Large-eddy simulation of an atmospheric bore and associated gravity wave effects on wind farm performance in the southern Great Plains
Gravity waves are a common occurrence in the atmosphere, with a variety of generation mechanisms. Their impact on wind farms has only recently gained attention, with most studies focused on wind farm-induced gravity waves. In this study, the interaction between a wind farm and gravity waves generated by an atmospheric bore event is assessed using multiscale large-eddy simulations. The atmospheric bore is created by a thunderstorm downdraft from a nocturnal mesoscale convective system (MCS). The associated gravity waves impact the wind resource and power production at a nearby wind farm during the American Wake Experiment (AWAKEN) in the US southern Great Plains. A two-domain nested setup (Δx=300 and 20 m) is used in the Weather Research and Forecasting (WRF) model, forced with data from the High-Resolution Rapid Refresh model, to capture both the formation of the bore and its interaction with individual wind turbines. The MCS is resolved on the large outer domain, where the structure of the bore and the associated gravity waves are found to be especially sensitive to parameterized microphysics processes.

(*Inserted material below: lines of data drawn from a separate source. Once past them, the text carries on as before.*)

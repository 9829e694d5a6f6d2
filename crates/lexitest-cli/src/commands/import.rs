//! The `lexitest import` command.

use std::path::PathBuf;

use anyhow::{Context, Result};

use lexitest_corpus::loader::{ReadingQuestionDoc, ReadingUnitDoc, VocabDoc};
use lexitest_corpus::{parse_corpus, write_corpus, CorpusDocument};
use lexitest_ingest::{parse_reading_csv, parse_vocab_csv, ImportMode, ImportReport};

pub fn execute(kind: String, file: PathBuf, corpus_path: PathBuf, mode: String) -> Result<()> {
    let mode: ImportMode = mode
        .parse()
        .map_err(|e: String| anyhow::anyhow!("{e}"))?;

    let mut doc = if corpus_path.exists() {
        parse_corpus(&corpus_path)?
    } else {
        CorpusDocument::default()
    };

    let input = std::fs::File::open(&file)
        .with_context(|| format!("failed to open CSV file: {}", file.display()))?;

    let report = match kind.to_lowercase().as_str() {
        "vocab" => import_vocab(&mut doc, input, mode)?,
        "reading" => import_reading(&mut doc, input, mode)?,
        other => anyhow::bail!("unknown import kind: {other} (expected vocab or reading)"),
    };

    write_corpus(&doc, &corpus_path)?;

    println!(
        "Imported {} of {} row(s), {} skipped.",
        report.imported, report.total, report.skipped
    );
    for error in &report.errors {
        println!("  {error}");
    }
    println!("Updated {}", corpus_path.display());

    Ok(())
}

fn import_vocab(
    doc: &mut CorpusDocument,
    input: std::fs::File,
    mode: ImportMode,
) -> Result<ImportReport> {
    let (rows, report) = parse_vocab_csv(input)?;

    if mode == ImportMode::Overwrite {
        doc.vocab.clear();
    }
    doc.vocab.extend(rows.into_iter().map(|row| VocabDoc {
        hanzi: row.hanzi,
        pinyin: row.pinyin,
        meaning: row.meaning,
        audio: row.audio,
        tag: row.tag,
    }));

    Ok(report)
}

fn import_reading(
    doc: &mut CorpusDocument,
    input: std::fs::File,
    mode: ImportMode,
) -> Result<ImportReport> {
    let (import, report) = parse_reading_csv(input)?;

    if mode == ImportMode::Overwrite {
        doc.reading_units.clear();
        doc.reading_questions.clear();
    }

    for unit in import.units {
        // In append mode an existing unit keeps its stored paragraphs.
        if mode == ImportMode::Append
            && doc.reading_units.iter().any(|u| u.title == unit.title)
        {
            continue;
        }
        doc.reading_units.push(ReadingUnitDoc {
            title: unit.title,
            source_paragraph: unit.source_paragraph,
            target_paragraph: unit.target_paragraph,
            tag: unit.tag,
        });
    }

    doc.reading_questions
        .extend(import.questions.into_iter().map(|q| ReadingQuestionDoc {
            unit: q.unit_title,
            prompt: q.prompt,
            options: q.options,
            kind: Some(q.kind.to_string()),
            difficulty: Some(q.difficulty.to_string()),
            answer: q.answer,
        }));

    Ok(report)
}
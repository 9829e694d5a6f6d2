//! lexitest-ingest — Spreadsheet (CSV) ingestion.
//!
//! Sheets arrive with inconsistent column headers (Chinese, Vietnamese, or
//! English, in several spellings). Each logical field has a prioritized
//! alias list that is resolved against the header row once per import,
//! never per row.

pub mod columns;
pub mod reading;
pub mod vocab;

pub use columns::{ColumnMap, FieldSpec};
pub use reading::{parse_reading_csv, ReadingImport, ReadingQuestionRow, ReadingUnitRow};
pub use vocab::{parse_vocab_csv, VocabRow};

use serde::{Deserialize, Serialize};

/// Whether imported rows replace or extend the existing corpus sections.
#[derive(Debug, Clone, Copy, PartialEq, Eq, Serialize, Deserialize)]
#[serde(rename_all = "lowercase")]
pub enum ImportMode {
    Append,
    Overwrite,
}

impl std::str::FromStr for ImportMode {
    type Err = String;

    fn from_str(s: &str) -> Result<Self, Self::Err> {
        match s.to_lowercase().as_str() {
            "append" => Ok(ImportMode::Append),
            "overwrite" => Ok(ImportMode::Overwrite),
            other => Err(format!("unknown import mode: {other}")),
        }
    }
}

/// Outcome of one import pass: totals plus per-row diagnostics.
#[derive(Debug, Clone, Default, Serialize, Deserialize)]
pub struct ImportReport {
    /// Data rows seen (excluding the header).
    pub total: usize,
    /// Rows that produced an entity.
    pub imported: usize,
    /// Rows dropped entirely.
    pub skipped: usize,
    /// Row-level diagnostics; a row can be imported and still warn here
    /// (e.g. an invalid difficulty that fell back to the default).
    pub errors: Vec<String>,
}

impl ImportReport {
    /// Record a diagnostic for a data row. `row_index` is zero-based over
    /// data rows; the message shows the spreadsheet line (header = line 1).
    pub fn row_error(&mut self, row_index: usize, message: impl std::fmt::Display) {
        self.errors.push(format!("row {}: {message}", row_index + 2));
    }
}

On the finer inner domain, gravity wave interactions with individual wind turbines are resolved; wake dynamics are captured using a generalized actuator disk parameterization in WRF. The gravity waves are found to have a strong effect on the atmosphere above the wind farm; however, the effect of the waves is more nuanced closer to the surface where there is additional turbulence, both ambient and wake-generated. Notably, the gravity waves modulate the mesoscale environment by weakening and dissipating the preexisting low-level jet, which reduces hub-height wind speed and hence the simulated power output, which is confirmed by the observed supervisory control and data acquisition (SCADA) power data. Additionally, the gravity waves induce local wind direction variations correlated with fluctuations in pressure, which lead to fluctuations in the simulated power output as various turbines within the farm are subjected to waking from nearby turbines.